_Extracted entries_
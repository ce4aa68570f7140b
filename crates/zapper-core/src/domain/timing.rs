use serde::Serialize;
use std::time::Duration;

pub const DEFAULT_WAIT_SECONDS: u64 = 12;
pub const MIN_WAIT_SECONDS: u64 = 5;
pub const DEFAULT_INTERVAL_SECONDS: u64 = 8;
pub const MIN_INTERVAL_SECONDS: u64 = 3;
pub const DEFAULT_CLOSE_SECONDS: u64 = 3;

/// Pacing for one batch.
///
/// `wait_seconds` is how long the delivery helper gives the chat to open,
/// `interval_seconds` the pause between two deliveries, and `close_seconds`
/// the delay before the helper closes its tab when `tab_close` is set.
#[derive(Debug, Clone, Copy, PartialEq, Eq, Serialize)]
pub struct Timing {
    pub wait_seconds: u64,
    pub interval_seconds: u64,
    pub close_seconds: u64,
    pub tab_close: bool,
}

impl Default for Timing {
    fn default() -> Self {
        Self {
            wait_seconds: DEFAULT_WAIT_SECONDS,
            interval_seconds: DEFAULT_INTERVAL_SECONDS,
            close_seconds: DEFAULT_CLOSE_SECONDS,
            tab_close: true,
        }
    }
}

impl Timing {
    /// Raises values below the supported minimums.
    pub fn clamped(self) -> Self {
        Self {
            wait_seconds: self.wait_seconds.max(MIN_WAIT_SECONDS),
            interval_seconds: self.interval_seconds.max(MIN_INTERVAL_SECONDS),
            ..self
        }
    }

    pub fn with_wait(self, seconds: u64) -> Self {
        Self {
            wait_seconds: seconds,
            ..self
        }
        .clamped()
    }

    pub fn with_interval(self, seconds: u64) -> Self {
        Self {
            interval_seconds: seconds,
            ..self
        }
        .clamped()
    }

    pub fn interval(&self) -> Duration {
        Duration::from_secs(self.interval_seconds)
    }
}
use std::env;
use std::fs;
use std::path::{Path, PathBuf};

use serde::Deserialize;
use thiserror::Error;
use zapper_core::Timing;

const APP_DIR: &str = "zapper";
const CONFIG_FILENAME: &str = "config.toml";

pub const DEFAULT_HISTORY_PATH: &str = "PyWhatKit_DB.txt";
pub const DEFAULT_MESSAGE_PATH: &str = "mensagens/mensagem_padrao.txt";
pub const DEFAULT_ROSTER_PATH: &str = "dados/clientes.csv";

#[derive(Debug, Clone, Default)]
pub struct AppConfig {
    pub timing: Timing,
    pub paths: PathsConfig,
    pub delivery: DeliveryConfig,
}

/// File locations. `log` stays `None` unless configured so the store can
/// fall back to its data directory.
#[derive(Debug, Clone)]
pub struct PathsConfig {
    pub log: Option<PathBuf>,
    pub history: PathBuf,
    pub message: PathBuf,
    pub roster: PathBuf,
}

impl Default for PathsConfig {
    fn default() -> Self {
        Self {
            log: None,
            history: PathBuf::from(DEFAULT_HISTORY_PATH),
            message: PathBuf::from(DEFAULT_MESSAGE_PATH),
            roster: PathBuf::from(DEFAULT_ROSTER_PATH),
        }
    }
}

#[derive(Debug, Clone, Default)]
pub struct DeliveryConfig {
    pub program: Option<String>,
    pub args: Vec<String>,
}

#[derive(Debug, Error)]
pub enum ConfigError {
    #[error("missing home directory")]
    MissingHomeDir,
    #[error("invalid config path: {0}")]
    InvalidConfigPath(PathBuf),
    #[error("config file not found: {0}")]
    MissingConfigFile(PathBuf),
    #[error("config file permissions too permissive: {0}")]
    InsecurePermissions(PathBuf),
    #[error("invalid delivery.program value: must not be blank")]
    EmptyDeliveryProgram,
    #[error("invalid paths.{field} value: must not be empty")]
    EmptyPath { field: &'static str },
    #[error("failed to read config file {path}: {source}")]
    Read {
        path: PathBuf,
        #[source]
        source: std::io::Error,
    },
    #[error("failed to parse config file {path}: {source}")]
    Parse {
        path: PathBuf,
        #[source]
        source: toml::de::Error,
    },
}

pub type Result<T> = std::result::Result<T, ConfigError>;

#[derive(Debug, Default, Deserialize)]
#[serde(deny_unknown_fields)]
struct ConfigFile {
    timing: Option<TimingFile>,
    paths: Option<PathsFile>,
    delivery: Option<DeliveryFile>,
}

#[derive(Debug, Default, Deserialize)]
#[serde(deny_unknown_fields)]
struct TimingFile {
    wait_seconds: Option<u64>,
    interval_seconds: Option<u64>,
    close_seconds: Option<u64>,
    tab_close: Option<bool>,
}

#[derive(Debug, Default, Deserialize)]
#[serde(deny_unknown_fields)]
struct PathsFile {
    log: Option<PathBuf>,
    history: Option<PathBuf>,
    message: Option<PathBuf>,
    roster: Option<PathBuf>,
}

#[derive(Debug, Default, Deserialize)]
#[serde(deny_unknown_fields)]
struct DeliveryFile {
    program: Option<String>,
    args: Option<Vec<String>>,
}

pub fn load(config_path: Option<PathBuf>) -> Result<AppConfig> {
    let required = config_path.is_some();
    let path = match resolve_config_path(config_path.clone()) {
        Ok(path) => path,
        Err(ConfigError::MissingHomeDir) if !required => return Ok(AppConfig::default()),
        Err(ConfigError::InvalidConfigPath(_)) if !required => return Ok(AppConfig::default()),
        Err(err) => return Err(err),
    };
    match load_at_path(&path, required)? {
        Some(config) => Ok(config),
        None => Ok(AppConfig::default()),
    }
}

pub fn resolve_config_path(custom: Option<PathBuf>) -> Result<PathBuf> {
    match custom {
        Some(path) => {
            if path.as_os_str().is_empty() {
                return Err(ConfigError::InvalidConfigPath(path));
            }
            Ok(path)
        }
        None => {
            let base = if let Some(dir) = env::var_os("XDG_CONFIG_HOME") {
                let path = PathBuf::from(dir);
                if path.as_os_str().is_empty() {
                    return Err(ConfigError::InvalidConfigPath(path));
                }
                path
            } else {
                let home = dirs::home_dir().ok_or(ConfigError::MissingHomeDir)?;
                home.join(".config")
            };
            Ok(base.join(APP_DIR).join(CONFIG_FILENAME))
        }
    }
}

fn load_at_path(path: &Path, required: bool) -> Result<Option<AppConfig>> {
    if !path.exists() {
        if required {
            return Err(ConfigError::MissingConfigFile(path.to_path_buf()));
        }
        return Ok(None);
    }

    ensure_permissions(path)?;
    let contents = fs::read_to_string(path).map_err(|source| ConfigError::Read {
        path: path.to_path_buf(),
        source,
    })?;
    let parsed: ConfigFile = toml::from_str(&contents).map_err(|source| ConfigError::Parse {
        path: path.to_path_buf(),
        source,
    })?;
    Ok(Some(merge_config(parsed)?))
}

fn merge_config(parsed: ConfigFile) -> Result<AppConfig> {
    let mut config = AppConfig::default();

    if let Some(timing) = parsed.timing {
        if let Some(wait) = timing.wait_seconds {
            config.timing.wait_seconds = wait;
        }
        if let Some(interval) = timing.interval_seconds {
            config.timing.interval_seconds = interval;
        }
        if let Some(close) = timing.close_seconds {
            config.timing.close_seconds = close;
        }
        if let Some(tab_close) = timing.tab_close {
            config.timing.tab_close = tab_close;
        }
        config.timing = config.timing.clamped();
    }

    if let Some(paths) = parsed.paths {
        if let Some(log) = paths.log {
            config.paths.log = Some(non_empty_path(log, "log")?);
        }
        if let Some(history) = paths.history {
            config.paths.history = non_empty_path(history, "history")?;
        }
        if let Some(message) = paths.message {
            config.paths.message = non_empty_path(message, "message")?;
        }
        if let Some(roster) = paths.roster {
            config.paths.roster = non_empty_path(roster, "roster")?;
        }
    }

    if let Some(delivery) = parsed.delivery {
        if let Some(program) = delivery.program {
            let program = program.trim();
            if program.is_empty() {
                return Err(ConfigError::EmptyDeliveryProgram);
            }
            config.delivery.program = Some(program.to_string());
        }
        if let Some(args) = delivery.args {
            config.delivery.args = args;
        }
    }

    Ok(config)
}

fn non_empty_path(path: PathBuf, field: &'static str) -> Result<PathBuf> {
    if path.as_os_str().is_empty() {
        return Err(ConfigError::EmptyPath { field });
    }
    Ok(path)
}

#[cfg(unix)]
fn ensure_permissions(path: &Path) -> Result<()> {
    use std::os::unix::fs::PermissionsExt;

    let metadata = fs::metadata(path).map_err(|source| ConfigError::Read {
        path: path.to_path_buf(),
        source,
    })?;
    let mode = metadata.permissions().mode();
    if mode & 0o077 != 0 {
        return Err(ConfigError::InsecurePermissions(path.to_path_buf()));
    }
    Ok(())
}

#[cfg(not(unix))]
fn ensure_permissions(_path: &Path) -> Result<()> {
    Ok(())
}

#[cfg(test)]
mod tests {
    use super::{
        load_at_path, merge_config, ConfigError, ConfigFile, DeliveryFile, PathsFile, TimingFile,
    };
    use std::fs;
    use std::path::{Path, PathBuf};
    use tempfile::TempDir;
    use zapper_core::timing::{MIN_INTERVAL_SECONDS, MIN_WAIT_SECONDS};

    fn restrict_permissions(path: &Path) {
        #[cfg(unix)]
        {
            use std::os::unix::fs::PermissionsExt;
            let mut perms = fs::metadata(path).expect("metadata").permissions();
            perms.set_mode(0o600);
            fs::set_permissions(path, perms).expect("chmod");
        }
    }

    #[test]
    fn merge_config_applies_values() {
        let parsed = ConfigFile {
            timing: Some(TimingFile {
                wait_seconds: Some(20),
                interval_seconds: Some(10),
                close_seconds: Some(1),
                tab_close: Some(false),
            }),
            paths: Some(PathsFile {
                log: Some(PathBuf::from("logs/sent.jsonl")),
                history: None,
                message: Some(PathBuf::from("msg.txt")),
                roster: None,
            }),
            delivery: Some(DeliveryFile {
                program: Some(" python3 ".to_string()),
                args: Some(vec!["send.py".to_string(), "{number}".to_string()]),
            }),
        };
        let merged = merge_config(parsed).expect("merge");
        assert_eq!(merged.timing.wait_seconds, 20);
        assert_eq!(merged.timing.interval_seconds, 10);
        assert_eq!(merged.timing.close_seconds, 1);
        assert!(!merged.timing.tab_close);
        assert_eq!(merged.paths.log, Some(PathBuf::from("logs/sent.jsonl")));
        assert_eq!(merged.paths.message, PathBuf::from("msg.txt"));
        assert_eq!(merged.paths.roster, PathBuf::from(super::DEFAULT_ROSTER_PATH));
        assert_eq!(merged.delivery.program.as_deref(), Some("python3"));
        assert_eq!(merged.delivery.args.len(), 2);
    }

    #[test]
    fn merge_config_clamps_timing() {
        let parsed = ConfigFile {
            timing: Some(TimingFile {
                wait_seconds: Some(1),
                interval_seconds: Some(0),
                ..TimingFile::default()
            }),
            ..ConfigFile::default()
        };
        let merged = merge_config(parsed).expect("merge");
        assert_eq!(merged.timing.wait_seconds, MIN_WAIT_SECONDS);
        assert_eq!(merged.timing.interval_seconds, MIN_INTERVAL_SECONDS);
    }

    #[test]
    fn merge_config_rejects_blank_program() {
        let parsed = ConfigFile {
            delivery: Some(DeliveryFile {
                program: Some("   ".to_string()),
                args: None,
            }),
            ..ConfigFile::default()
        };
        let err = merge_config(parsed).unwrap_err();
        assert!(matches!(err, ConfigError::EmptyDeliveryProgram));
    }

    #[test]
    fn load_at_path_requires_file_when_requested() {
        let temp = TempDir::new().expect("tempdir");
        let missing = temp.path().join("config.toml");
        let err = load_at_path(&missing, true).unwrap_err();
        let message = err.to_string();
        assert!(message.contains("config file not found"));
    }

    #[test]
    fn load_at_path_skips_missing_optional_file() {
        let temp = TempDir::new().expect("tempdir");
        let missing = temp.path().join("config.toml");
        assert!(load_at_path(&missing, false).expect("load").is_none());
    }

    #[test]
    fn delivery_stays_unset_without_a_delivery_section() {
        let temp = TempDir::new().expect("tempdir");
        let path = temp.path().join("config.toml");
        fs::write(&path, "[timing]\nwait_seconds = 15\n").expect("write config");
        restrict_permissions(&path);

        let config = load_at_path(&path, true).expect("load").expect("config");
        assert!(config.delivery.program.is_none());
        assert!(config.delivery.args.is_empty());

        let defaults = super::AppConfig::default();
        assert!(defaults.delivery.program.is_none());
        assert!(defaults.delivery.args.is_empty());
    }

    #[test]
    fn load_at_path_parses_toml() {
        let temp = TempDir::new().expect("tempdir");
        let path = temp.path().join("config.toml");
        fs::write(
            &path,
            "[timing]\nwait_seconds = 15\n[paths]\nhistory = \"db.txt\"\n[delivery]\nprogram = \"helper\"\nargs = [\"{number}\", \"{message}\"]\n",
        )
        .expect("write config");
        restrict_permissions(&path);

        let config = load_at_path(&path, true).expect("load").expect("config");
        assert_eq!(config.timing.wait_seconds, 15);
        assert_eq!(config.paths.history, PathBuf::from("db.txt"));
        assert_eq!(config.delivery.program.as_deref(), Some("helper"));
    }

    #[test]
    fn load_at_path_rejects_unknown_keys() {
        let temp = TempDir::new().expect("tempdir");
        let path = temp.path().join("config.toml");
        fs::write(&path, "[timing]\nsnooze = 3\n").expect("write config");
        restrict_permissions(&path);

        let err = load_at_path(&path, true).unwrap_err();
        assert!(matches!(err, ConfigError::Parse { .. }));
    }

    #[cfg(unix)]
    #[test]
    fn load_at_path_rejects_world_readable_file() {
        use std::os::unix::fs::PermissionsExt;

        let temp = TempDir::new().expect("tempdir");
        let path = temp.path().join("config.toml");
        fs::write(&path, "").expect("write config");
        let mut perms = fs::metadata(&path).expect("metadata").permissions();
        perms.set_mode(0o644);
        fs::set_permissions(&path, perms).expect("chmod");

        let err = load_at_path(&path, true).unwrap_err();
        assert!(matches!(err, ConfigError::InsecurePermissions(_)));
    }
}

_Instructions to follow_
The lines to show are those in the data above that include "logs".

_Solved exercise_
                log: Some(PathBuf::from("logs/sent.jsonl")),
        assert_eq!(merged.paths.log, Some(PathBuf::from("logs/sent.jsonl")));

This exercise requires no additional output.